«« Voltar
Justiça mantém sentença de réu condenado por provocar aborto
Por unanimidade, os magistrados da 2ª Câmara Criminal negaram provimento ao recurso interposto pelo Ministério Público contra a sentença que julgou parcialmente procedente a pretensão punitiva para um jovem, a fim de aplicar a medida socioeducativa pelo cometimento do ato infracional análogo ao crime de provocar aborto sem o consentimento da gestante (previsto no artigo 125 do Código Penal).
No recurso, o Parquet pediu a reforma parcial da sentença a fim de aplicar a sanção pela prática do ato infracional análogo ao crime previsto no artigo 148, do Código Penal, alegando que a prática dos delitos decorreu de desígnios autônomos, uma vez que o cárcere privado da vítima não se caracterizou como um meio para o delito de aborto provocado por terceiros, requerendo, portanto, o afastamento do princípio da consunção.
De acordo com o processo, acompanhado de mais duas pessoas, o adolescente privou a vítima de liberdade, depois de colocá-la em cárcere privado. Após, os três ameaçaram a vítima, causando sofrimento mental, o que resultou no aborto da gestante sem o consentimento dela.
Na sentença, apontou o MP, o juiz singular ressaltou que tudo indicava que a intenção do jovem era de causar o aborto na vítima, impedindo o reconhecimento do ato infracional análogo ao crime de cárcere privado, pois este foi o meio para o resultado pretendido.
Para o relator da apelação, juiz Waldir Marques, ficou claro que a intenção do acusado em manter a vítima no interior de uma residência não configurou o delito previsto no artigo 148 do Código Penal, não ficando demonstrado o elemento subjetivo em manter a vítima em cárcere privado.
De acordo com o processo, o magistrado analisou três fatos imputados ao adolescente.
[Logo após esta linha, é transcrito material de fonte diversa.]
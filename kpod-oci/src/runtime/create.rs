//! Container creation through the monitor.

use serde::Deserialize;
use tracing::{debug, error, info, warn};

use super::Runtime;
use crate::cgroup;
use crate::config::CgroupManager;
use crate::container::Container;
use crate::error::{Error, Result};
use crate::pipe::{StartPipe, StartSignal, SyncPipe};
use crate::process::{CommandSpec, SpawnedProcess, StdioMode};

/// First message on the sync pipe after a create.
#[derive(Debug, Deserialize)]
struct SyncInfo {
    pid: i32,
    #[serde(default)]
    message: Option<String>,
}

impl Runtime {
    /// Create the container by launching a monitor for it.
    ///
    /// The monitor is placed into the cgroup derived from `cgroup_parent`
    /// before it is allowed to fork the container. Once the monitor is up
    /// any failure removes the half-created container again.
    pub async fn create_container(&self, container: &Container, cgroup_parent: &str) -> Result<()> {
        let id = container.id();
        let pipe_err = |what: &'static str| {
            move |source: std::io::Error| Error::Pipe {
                id: id.to_string(),
                what,
                source,
            }
        };

        let mut sync = SyncPipe::new().map_err(pipe_err("sync pipe"))?;
        let mut start = StartPipe::new().map_err(pipe_err("start pipe"))?;
        let sync_child = sync.take_child().map_err(pipe_err("sync pipe"))?;
        let start_child = start.take_child().map_err(pipe_err("start pipe"))?;

        let args = self.monitor_create_args(container);
        let mut env = self.config.monitor_env.clone();
        env.push("_OCI_SYNCPIPE=3".into());
        env.push("_OCI_STARTPIPE=4".into());

        let cmd = CommandSpec::new(&self.config.monitor_path)
            .args(args)
            .env_exact(env)
            .current_dir(container.bundle_path())
            .inherit_fd(sync_child)
            .inherit_fd(start_child)
            .process_group()
            .stdin(StdioMode::Inherit)
            .stdout(StdioMode::Inherit)
            .stderr(if container.terminal() {
                StdioMode::Piped
            } else {
                StdioMode::Inherit
            });
        debug!(container_id = %id, cmd = %cmd.display(), "Running monitor");

        // Dropping the CommandSpec inside spawn closes our copies of the child ends.
        let monitor = self
            .launcher
            .spawn(cmd)
            .await
            .map_err(|source| Error::Spawn {
                id: id.to_string(),
                program: self.config.monitor_path.clone(),
                source,
            })?;

        if let Some(pid) = monitor.id() {
            if let Err(e) = cgroup::place_monitor(
                self.launcher.as_ref(),
                self.config.cgroup_manager,
                &self.config.cgroup_root,
                cgroup_parent,
                id,
                pid,
            )
            .await
            {
                warn!(
                    container_id = %id,
                    cgroup_manager = %self.config.cgroup_manager,
                    cgroup_parent = %cgroup_parent,
                    error = %e,
                    "Failed to move monitor into sandbox cgroup"
                );
            }
        }

        let result = self.release_monitor(container, start, monitor, sync).await;

        match result {
            Ok(pid) => {
                container.lock().await.pid = pid;
                info!(container_id = %id, pid, "Container created");
                Ok(())
            }
            Err(e) => {
                if let Err(cleanup) = self.delete_container(container).await {
                    warn!(container_id = %id, error = %cleanup, "Failed to clean up after create failure");
                }
                Err(e)
            }
        }
    }

    /// Let the monitor fork the container and collect the PID it reports.
    async fn release_monitor(
        &self,
        container: &Container,
        start: StartPipe,
        monitor: Box<dyn SpawnedProcess>,
        sync: SyncPipe,
    ) -> Result<i32> {
        let id = container.id();
        start.send(StartSignal).map_err(|source| Error::Pipe {
            id: id.to_string(),
            what: "start pipe",
            source,
        })?;

        let output = monitor.wait().await.map_err(|source| Error::Spawn {
            id: id.to_string(),
            program: self.config.monitor_path.clone(),
            source,
        })?;
        if !output.status.success() {
            let stderr = String::from_utf8_lossy(&output.stderr);
            return Err(Error::CreateFailed {
                id: id.to_string(),
                message: format!("monitor exited with {}: {}", output.status, stderr.trim()),
            });
        }

        self.wait_for_pid(container, sync).await
    }

    /// Wait for the monitor to report the container PID.
    async fn wait_for_pid(&self, container: &Container, sync: SyncPipe) -> Result<i32> {
        let id = container.id();
        let timeout = self.config.create_timeout;

        let message = match tokio::time::timeout(timeout, sync.read_message::<SyncInfo>()).await {
            Err(_) => {
                error!(container_id = %id, ?timeout, "Container creation timed out");
                return Err(Error::CreateTimeout {
                    id: id.to_string(),
                    timeout,
                });
            }
            Ok(Err(e)) => {
                return Err(Error::Protocol {
                    id: id.to_string(),
                    reason: format!("error reading container (probably exited) json message: {e}"),
                });
            }
            Ok(Ok(None)) => {
                return Err(Error::Protocol {
                    id: id.to_string(),
                    reason: "sync pipe closed without a pid".into(),
                });
            }
            Ok(Ok(Some(info))) => info,
        };

        debug!(container_id = %id, pid = message.pid, "Received container pid");
        if message.pid == -1 {
            let message = message
                .message
                .filter(|m| !m.is_empty())
                .unwrap_or_else(|| "container create failed".into());
            error!(container_id = %id, %message, "Container creation error");
            return Err(Error::CreateFailed {
                id: id.to_string(),
                message,
            });
        }
        Ok(message.pid)
    }

    fn monitor_create_args(&self, container: &Container) -> Vec<String> {
        let id = container.id().to_string();
        let bundle = container.bundle_path();
        let mut args: Vec<String> = Vec::new();

        if self.config.cgroup_manager == CgroupManager::Systemd {
            args.push("-s".into());
        }
        args.extend([
            "-c".into(),
            id.clone(),
            "-u".into(),
            id,
            "-r".into(),
            self.path(container).display().to_string(),
            "-b".into(),
            bundle.display().to_string(),
            "-p".into(),
            bundle.join("pidfile").display().to_string(),
            "-l".into(),
            container.log_path().display().to_string(),
            "--exit-dir".into(),
            self.config.exits_dir.display().to_string(),
            "--socket-dir-path".into(),
            self.config.attach_socket_dir.display().to_string(),
        ]);
        if self.config.log_size_max >= 0 {
            args.push("--log-size-max".into());
            args.push(self.config.log_size_max.to_string());
        }
        if self.config.no_pivot {
            args.push("--no-pivot".into());
        }
        if container.terminal() {
            args.push("-t".into());
        } else if container.stdin() {
            args.push("-i".into());
        }
        args
    }
}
No primeiro, sobre cárcere privado, pois segundo os autos, no dia 5 de abril de 2019, após o horário do almoço, na Rua Benedito da Silva, em Eldorado, o adolescente e as duas pessoas que o acompanhavam colocaram a vítima em cárcere privado, privando-a de sua liberdade.
No segundo, sobre tortura majorada, de acordo com o processo, nas mesmas circunstâncias de tempo e lugar, com vontade livre e consciente e junto com outras duas pessoas, o adolescente constrangeu a vítima, gestante, com emprego de grave ameaça, causando-lhe sofrimento mental, para provocar ação de natureza criminosa (aborto).
No terceiro, sobre aborto sem consentimento da vítima, narram os autos que, nas mesmas circunstâncias de tempo e lugar, ciente da ilicitude e reprovabilidade de sua conduta, junto com outras duas pessoas, o adolescente provocou o aborto, sem o consentimento da vítima gestante.
O magistrado destacou que é inegável o nexo de dependência entre as condutas relacionadas ao aborto sem consentimento da gestante e o cárcere privado, eis que, de acordo com a prova colhida nos autos, foi necessária a segunda conduta para que se atingisse o resultado almejado na primeira.
“É inconteste, de acordo com relato da vítima, que a coação para a ingestão dos medicamentos abortivos se deu também em razão de sua manutenção em cárcere. Também se verifica que a gravidade do crime meio é bem menor do que a do crime fim, permitindo o reconhecimento do princípio da consunção”, disse o juiz.
No entender do relator, tudo indica que a intenção do jovem foi a realização do aborto na vítima, o que impede o reconhecimento do ato infracional análogo ao crime de cárcere privado como medida autônoma. “Tal conclusão se extrai do fato de o cárcere privado ter se dado por pouco tempo, exclusivamente enquanto havia a execução do aborto. Portanto, o reconhecimento do princípio da consunção é medida que se impõe”, completou.
Para o magistrado, o dolo no crime de sequestro ou de cárcere privado, embora genérico, é requisito indispensável para a consumação da infração, e consiste na vontade livre e consciente do autor em privar alguém da sua liberdade de locomoção. O relator defende que, dada as especificidades da ação delitiva em voga, não comporta o concurso material entre cárcere privado e aborto causado por terceiros, uma vez que a restrição da liberdade da vítima ocorreu durante a ação da conduta do delito previsto no art. 125, do Código Penal.
“Assim, deve ser mantida a decisão de primeiro grau, eis que a restrição da liberdade da vítima foi crime meio, ou seja, ante factum impunível, para a prática do delito de aborto provocado por terceiros. Por tais fundamentos, nego provimento ao recurso”, concluiu.
O processo tramitou em segredo de justiça.